→ WHAT TO PRODUCE
A bare number is the only acceptable answer: how many lines of these entries include "json"?

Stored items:
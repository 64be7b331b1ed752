//! End-to-end setup → chat flow with in-process fakes

use async_trait::async_trait;
use pb_chat::{Screen, SessionConfig, SessionController};
use pb_core::{AppConfig, Error, ErrorCategory, Result};
use pb_llm::{ChatMessage, ChatRequest, ChatResponse, EmbeddingProvider, LlmProvider, Role};
use pb_probe::{read_envelope, ProbeOutput, ProbeRunner, ResponseKind, Target};
use std::collections::HashMap;
use std::sync::atomic::{AtomicUsize, Ordering};
use std::sync::Arc;
use tokio_test::{assert_err, assert_ok};

const GOOGLE_DNS: &str = "\
PING 8.8.8.8 (8.8.8.8) 56(84) bytes of data.
64 bytes from 8.8.8.8: icmp_seq=1 ttl=117 time=11.8 ms
64 bytes from 8.8.8.8: icmp_seq=2 ttl=117 time=12.0 ms
64 bytes from 8.8.8.8: icmp_seq=3 ttl=117 time=11.9 ms
64 bytes from 8.8.8.8: icmp_seq=4 ttl=117 time=12.1 ms

--- 8.8.8.8 ping statistics ---
4 packets transmitted, 4 received, 0% packet loss, time 3004ms
rtt min/avg/max/mdev = 11.812/11.950/12.101/0.107 ms
";

const BLACKHOLE: &str = "\
PING 10.255.255.1 (10.255.255.1) 56(84) bytes of data.

--- 10.255.255.1 ping statistics ---
4 packets transmitted, 0 received, 100% packet loss, time 3062ms
";

/// Returns canned stdout per target; unknown targets produce no output.
struct CannedProbe {
    outputs: HashMap<String, String>,
    calls: AtomicUsize,
}

impl CannedProbe {
    fn new() -> Arc<Self> {
        let mut outputs = HashMap::new();
        outputs.insert("8.8.8.8".to_string(), GOOGLE_DNS.to_string());
        outputs.insert("10.255.255.1".to_string(), BLACKHOLE.to_string());
        Arc::new(Self {
            outputs,
            calls: AtomicUsize::new(0),
        })
    }

    fn calls(&self) -> usize {
        self.calls.load(Ordering::SeqCst)
    }
}

#[async_trait]
impl ProbeRunner for CannedProbe {
    async fn run(&self, target: &Target) -> Result<ProbeOutput> {
        self.calls.fetch_add(1, Ordering::SeqCst);
        Ok(ProbeOutput {
            stdout: self.outputs.get(target.as_str()).cloned().unwrap_or_default(),
            stderr: String::new(),
            exit_code: Some(0),
        })
    }
}

/// Bag-of-letters embedding: deterministic and good enough to rank text.
struct LetterEmbedder;

#[async_trait]
impl EmbeddingProvider for LetterEmbedder {
    fn name(&self) -> &str {
        "letters"
    }

    async fn embed_documents(&self, texts: &[String]) -> Result<Vec<Vec<f32>>> {
        Ok(texts
            .iter()
            .map(|text| {
                let mut v = vec![0.0f32; 27];
                for c in text.to_lowercase().chars() {
                    match c {
                        'a'..='z' => v[(c as u8 - b'a') as usize] += 1.0,
                        _ => v[26] += 1.0,
                    }
                }
                v
            })
            .collect())
    }
}

/// Numbers its answers and keeps the last request for inspection.
#[derive(Default)]
struct CountingLlm {
    calls: AtomicUsize,
    last_request: std::sync::Mutex<Vec<ChatMessage>>,
}

#[async_trait]
impl LlmProvider for CountingLlm {
    fn name(&self) -> &str {
        "counting"
    }

    async fn chat_with_request(&self, model: &str, request: ChatRequest) -> Result<ChatResponse> {
        let n = self.calls.fetch_add(1, Ordering::SeqCst) + 1;
        *self.last_request.lock().unwrap() = request.messages;
        Ok(ChatResponse {
            message: ChatMessage::assistant(format!("answer {}", n)),
            model: model.to_string(),
            provider: "counting".to_string(),
            finish_reason: Some("stop".to_string()),
            usage: None,
        })
    }
}

struct DownLlm;

#[async_trait]
impl LlmProvider for DownLlm {
    fn name(&self) -> &str {
        "down"
    }

    async fn chat_with_request(&self, _model: &str, _request: ChatRequest) -> Result<ChatResponse> {
        Err(Error::external_service("down", "HTTP 503: service unavailable"))
    }
}

fn session_config(dir: &tempfile::TempDir) -> SessionConfig {
    let mut config = SessionConfig::from_app_config(&AppConfig::default());
    config.results_path = dir.path().join("ping_results.json");
    config
}

fn controller(
    dir: &tempfile::TempDir,
    probe: Arc<CannedProbe>,
    llm: Arc<dyn LlmProvider>,
) -> SessionController {
    SessionController::new(session_config(dir), probe, llm, Arc::new(LetterEmbedder)).unwrap()
}

#[tokio::test]
async fn test_probe_then_chat() {
    let dir = tempfile::tempdir().unwrap();
    let llm = Arc::new(CountingLlm::default());
    let mut ctl = controller(&dir, CannedProbe::new(), llm.clone());
    assert_eq!(ctl.screen(), Screen::Setup);

    let ctx = assert_ok!(ctl.submit_address(" 8.8.8.8 ").await);
    assert_eq!(ctx.target.as_str(), "8.8.8.8");
    assert_eq!(ctx.envelope.info.len(), 4);
    assert_eq!(ctl.screen(), Screen::Chat);

    let envelope = read_envelope(&dir.path().join("ping_results.json")).unwrap();
    assert_eq!(envelope.info.len(), 4);
    for record in &envelope.info {
        assert_eq!(record.destination, "8.8.8.8");
        assert_eq!(record.packets_transmitted, 4);
        assert_eq!(record.response_type, Some(ResponseKind::Reply));
        assert!(record.time_ms.unwrap() >= 0.0);
    }

    // Follow-ups are condensed first, so each costs two completions
    let questions = ["What was the average latency?", "Was any packet lost?", "What TTL?"];
    for (i, q) in questions.iter().enumerate() {
        let answer = assert_ok!(ctl.submit_question(q).await);
        assert_eq!(answer.text, format!("answer {}", 2 * i + 1));
        if i == 0 {
            assert_eq!(answer.standalone_question, *q);
        } else {
            assert_eq!(answer.standalone_question, format!("answer {}", 2 * i));
        }
        assert!(!answer.sources.is_empty());
    }
    assert_eq!(llm.calls.load(Ordering::SeqCst), 5);

    let history = ctl.context().unwrap().retrieval.history();
    assert_eq!(history.len(), 2 * questions.len());
    for (i, turn) in history.turns().iter().enumerate() {
        if i % 2 == 0 {
            assert_eq!(turn.role, Role::User);
            assert_eq!(turn.content, questions[i / 2]);
        } else {
            assert_eq!(turn.role, Role::Assistant);
        }
    }

    // System context, four replayed turns, then the newest question
    let last = llm.last_request.lock().unwrap().clone();
    assert_eq!(last.len(), 6);
    assert_eq!(last[0].role, Role::System);
    assert!(last[0].content.contains("\"destination\":\"8.8.8.8\""));
    assert_eq!(last[5], ChatMessage::user("What TTL?"));

    let summary = ctl.end().unwrap();
    assert_eq!(summary.target, "8.8.8.8");
    assert_eq!(summary.records, 4);
    assert_eq!(summary.exchanges, 3);
}

#[tokio::test]
async fn test_empty_probe_output_stays_on_setup() {
    let dir = tempfile::tempdir().unwrap();
    let mut ctl = controller(&dir, CannedProbe::new(), Arc::new(CountingLlm::default()));

    let err = assert_err!(ctl.submit_address("192.0.2.1").await);
    assert!(matches!(err, Error::Parse(_)));
    assert_eq!(err.category(), ErrorCategory::Parse);
    assert_eq!(err.user_message(), "There was an issue processing your request.");
    assert_eq!(ctl.screen(), Screen::Setup);
    assert!(!dir.path().join("ping_results.json").exists());

    // A later valid address still works
    assert_ok!(ctl.submit_address("8.8.8.8").await);
    assert_eq!(ctl.screen(), Screen::Chat);
}

#[tokio::test]
async fn test_total_loss_is_one_summary_record() {
    let dir = tempfile::tempdir().unwrap();
    let mut ctl = controller(&dir, CannedProbe::new(), Arc::new(CountingLlm::default()));

    let ctx = assert_ok!(ctl.submit_address("10.255.255.1").await);
    assert_eq!(ctx.envelope.info.len(), 1);
    let record = &ctx.envelope.info[0];
    assert_eq!(record.packets_received, 0);
    assert_eq!(record.packet_loss_percent, 100.0);
    assert!(record.response_type.is_none());
}

#[tokio::test]
async fn test_injection_rejected_before_probe() {
    let dir = tempfile::tempdir().unwrap();
    let probe = CannedProbe::new();
    let mut ctl = controller(&dir, probe.clone(), Arc::new(CountingLlm::default()));

    for input in ["8.8.8.8; rm -rf /", "-f 8.8.8.8", "$(reboot)", "", "   "] {
        let err = assert_err!(ctl.submit_address(input).await);
        assert_eq!(err.category(), ErrorCategory::UserInput, "{input:?}");
    }
    assert_eq!(probe.calls(), 0);
    assert_eq!(ctl.screen(), Screen::Setup);
}

#[tokio::test]
async fn test_wrong_screen_calls() {
    let dir = tempfile::tempdir().unwrap();
    let probe = CannedProbe::new();
    let mut ctl = controller(&dir, probe.clone(), Arc::new(CountingLlm::default()));

    let err = assert_err!(ctl.submit_question("hello?").await);
    assert!(matches!(err, Error::InvalidState(_)));

    assert_ok!(ctl.submit_address("8.8.8.8").await);
    let err = assert_err!(ctl.submit_address("10.255.255.1").await);
    assert!(matches!(err, Error::InvalidState(_)));
    assert_eq!(probe.calls(), 1);
    assert_eq!(ctl.context().unwrap().target.as_str(), "8.8.8.8");
}

#[tokio::test]
async fn test_service_failure_is_not_an_answer() {
    let dir = tempfile::tempdir().unwrap();
    let mut ctl = controller(&dir, CannedProbe::new(), Arc::new(DownLlm));
    assert_ok!(ctl.submit_address("8.8.8.8").await);

    let err = assert_err!(ctl.submit_question("What was the latency?").await);
    assert_eq!(err.category(), ErrorCategory::ExternalService);
    assert_eq!(ctl.screen(), Screen::Chat);
    assert!(ctl.context().unwrap().retrieval.history().is_empty());

    let err = assert_err!(ctl.submit_question("  ").await);
    assert_eq!(err.category(), ErrorCategory::UserInput);
}

#[tokio::test]
async fn test_envelope_serializes_as_info_array() {
    let dir = tempfile::tempdir().unwrap();
    let mut ctl = controller(&dir, CannedProbe::new(), Arc::new(CountingLlm::default()));
    assert_ok!(ctl.submit_address("8.8.8.8").await);

    let raw = std::fs::read_to_string(dir.path().join("ping_results.json")).unwrap();
    let json: serde_json::Value = serde_json::from_str(&raw).unwrap();
    let info = json["info"].as_array().unwrap();
    assert_eq!(info.len(), 4);
    assert_eq!(info[0]["icmp_seq"], 1);
    assert_eq!(info[3]["ttl"], 117);
}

→ SOLUTION TO THE PROBLEM
6